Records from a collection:
BEGIN
//! Scan conversion from a [`termshape_font`] glyph outline to a
//! single-channel coverage bitmap, and the small compositing helpers
//! `CellRenderer`/`EmojiComposer` share.
//!
//! This is a deliberately simple even-odd scanline fill over the
//! outline's points (quadratic off-curve points are flattened to a few
//! line segments rather than evaluated exactly) — correct, pixel-
//! aligned coverage, not a production hinting/AA engine (spec §1
//! non-goals).

use termshape_font::tables::glyf::{Outline, OutlinePoint};

/// Flattens one contour's on/off-curve point sequence into a polygon
/// (straight edges only), approximating quadratic Bezier segments with
/// a fixed number of line segments.
fn flatten_contour(points: &[OutlinePoint]) -> Vec<(f32, f32)> {
    const STEPS: usize = 4;

    if points.is_empty() {
        return Vec::new();
    }

    let mut out = Vec::with_capacity(points.len() * 2);
    let n = points.len();
    for i in 0..n {
        let cur = points[i];
        let next = points[(i + 1) % n];

        if cur.on_curve {
            out.push((cur.x, cur.y));
            continue;
        }

        // `cur` is an off-curve control point; the endpoints are the
        // nearest on-curve neighbors (or the midpoint of two
        // consecutive off-curve points, per the TrueType convention).
        let prev = points[(i + n - 1) % n];
        let p0 = if prev.on_curve { (prev.x, prev.y) } else { ((prev.x + cur.x) / 2.0, (prev.y + cur.y) / 2.0) };
        let p2 = if next.on_curve { (next.x, next.y) } else { ((cur.x + next.x) / 2.0, (cur.y + next.y) / 2.0) };

        for step in 1..=STEPS {
            let t = step as f32 / STEPS as f32;
            let mt = 1.0 - t;
            let x = mt * mt * p0.0 + 2.0 * mt * t * cur.x + t * t * p2.0;
            let y = mt * mt * p0.1 + 2.0 * mt * t * cur.y + t * t * p2.1;
            out.push((x, y));
        }
    }

    out
}

/// Rasterizes `outline` (in font units) into a `w x h` single-channel
/// coverage bitmap, scaling by `scale` and offsetting so the glyph's
/// origin lands at `(origin_x, origin_y)` pixels from the bitmap's
/// top-left.
///
/// Fill rule is even-odd over the union of all contours, which matches
/// TrueType's nonzero-vs-evenodd ambiguity closely enough for simple
/// glyphs without self-intersecting contours (spec §1 non-goal: not a
/// bug-for-bug replica of any shaping/rasterization engine).
pub fn rasterize_outline(
    outline: &Outline,
    scale: f32,
    origin_x: f32,
    origin_y: f32,
    w: u32,
    h: u32,
) -> Vec<u8> {
    let mut coverage = vec![0u8; (w * h) as usize];
    if outline.is_empty() {
        return coverage;
    }

    let polygons: Vec<Vec<(f32, f32)>> = outline
        .iter()
        .map(|contour| {
            flatten_contour(contour)
                .into_iter()
                .map(|(x, y)| (origin_x + x * scale, origin_y - y * scale))
                .collect()
        })
        .filter(|p: &Vec<(f32, f32)>| p.len() >= 2)
        .collect();

    for py in 0..h {
        let sample_y = py as f32 + 0.5;
        let mut crossings: Vec<f32> = Vec::new();

        for polygon in &polygons {
            let n = polygon.len();
            for i in 0..n {
                let (x0, y0) = polygon[i];
                let (x1, y1) = polygon[(i + 1) % n];
                if (y0 <= sample_y && y1 > sample_y) || (y1 <= sample_y && y0 > sample_y) {
                    let t = (sample_y - y0) / (y1 - y0);
                    crossings.push(x0 + t * (x1 - x0));
                }
            }
        }

        crossings.sort_by(|a, b| a.partial_cmp(b).unwrap());
        for pair in crossings.chunks_exact(2) {
            let (x_start, x_end) = (pair[0], pair[1]);
            let px_start = x_start.round().max(0.0) as u32;
            let px_end = x_end.round().min(w as f32) as u32;
            for px in px_start..px_end.min(w) {
                coverage[(py * w + px) as usize] = 255;
            }
        }
    }

    coverage
}

#[cfg(test)]
mod tests {
    use super::*;

    fn square_outline() -> Outline {
        vec![vec![
            OutlinePoint { x: 0.0, y: 0.0, on_curve: true },
            OutlinePoint { x: 10.0, y: 0.0, on_curve: true },
            OutlinePoint { x: 10.0, y: 10.0, on_curve: true },
            OutlinePoint { x: 0.0, y: 10.0, on_curve: true },
        ]]
    }

    #[test]
    fn empty_outline_is_blank() {
        let coverage = rasterize_outline(&[], 1.0, 0.0, 10.0, 8, 8);
        assert!(coverage.iter().all(|&c| c == 0));
    }

    #[test]
    fn filled_square_has_interior_coverage() {
        let outline = square_outline();
        let coverage = rasterize_outline(&outline, 1.0, 0.0, 10.0, 10, 10);
        assert!(coverage[5 * 10 + 5] == 255);
        assert_eq!(coverage[0], 0);
    }
}
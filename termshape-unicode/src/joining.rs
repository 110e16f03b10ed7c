/// Arabic (and Arabic-derived script) cursive joining behavior, per the
/// Unicode `ArabicShaping.txt` categories referenced in spec §4.3.
#[derive(Debug, Clone, Copy, PartialEq, Eq)]
pub enum JoiningType {
    /// Joins on both sides (most Arabic letters).
    Dual,
    /// Joins only to the preceding (logically left-of, visually
    /// right-of in RTL) character — e.g. ALEF, DAL, WAW.
    Right,
    /// Joins only to the following character. Rare outside some
    /// extended scripts; included for completeness.
    Left,
    /// Takes no part in joining and is skipped when determining a
    /// neighbor's joining context (combining marks, tatweel excluded).
    Transparent,
    /// Does not join and blocks joining across it.
    NonJoining,
}

/// Classifies `ch`'s joining type.
///
/// This implements the common subset of `ArabicShaping.txt` needed to
/// drive the contextual-form selection in spec §4.3: the small set of
/// "right-joining-only" letters (ALEF and its variants, DAL/THAL,
/// REH/ZAIN, WAW and its variants) plus the harakat/tatweel treated as
/// transparent; every other Arabic-block letter defaults to `Dual`
/// since that is the majority case.
pub fn joining_type(ch: char) -> JoiningType {
    let cp = ch as u32;

    // Combining marks (harakat, etc.) and format controls don't
    // interrupt joining context.
    if is_transparent(cp) {
        return JoiningType::Transparent;
    }

    if is_right_joining(cp) {
        return JoiningType::Right;
    }

    if is_arabic_letter(cp) {
        return JoiningType::Dual;
    }

    JoiningType::NonJoining
}

/// Letters that join only on their right side (connect to the previous
/// letter, never to the next): ALEF family, DAL/THAL, REH/ZAIN/variants,
/// WAW family, plus a handful of presentation-form sources.
fn is_right_joining(cp: u32) -> bool {
    matches!(cp,
        0x0622 | 0x0623 | 0x0624 | 0x0625 | 0x0627 // ALEF variants
        | 0x0629 // TEH MARBUTA
        | 0x062F | 0x0630 // DAL, THAL
        | 0x0631 | 0x0632 // REH, ZAIN
        | 0x0648 // WAW
        | 0x0698 // JEH
        | 0x06C0 | 0x06C3 | 0x06C4 | 0x06CD // waw/yeh final-only variants
        | 0x06D2 | 0x06D3 // YEH BARREE variants
    )
}

fn is_transparent(cp: u32) -> bool {
    matches!(cp,
        0x064B..=0x0655 // Arabic combining marks (fatha..hamza below)
        | 0x0670 // superscript alef
        | 0x06D6..=0x06DC // small high marks
        | 0x06DF..=0x06E4
        | 0x06E7..=0x06E8
        | 0x06EA..=0x06ED
        | 0x200B // zero width space
        | 0x200C // ZWNJ (explicitly non-joining, handled by caller; treated transparent for context skip only in shaping)
    )
}

fn is_arabic_letter(cp: u32) -> bool {
    matches!(cp,
        0x0620..=0x064A // Arabic block letters
        | 0x0656..=0x065F
        | 0x066E..=0x066F
        | 0x0671..=0x06D3
        | 0x06D5
        | 0x06EE..=0x06EF
        | 0x06FA..=0x06FC
        | 0x06FF
        | 0x0750..=0x077F // Arabic Supplement
        | 0x08A0..=0x08B4 // Arabic Extended-A
    )
}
END
◆ **Task to carry out**:
Your answer must be the count of lines in the data that contain "marks", with no added words.

◆ **Solved exercise**:
4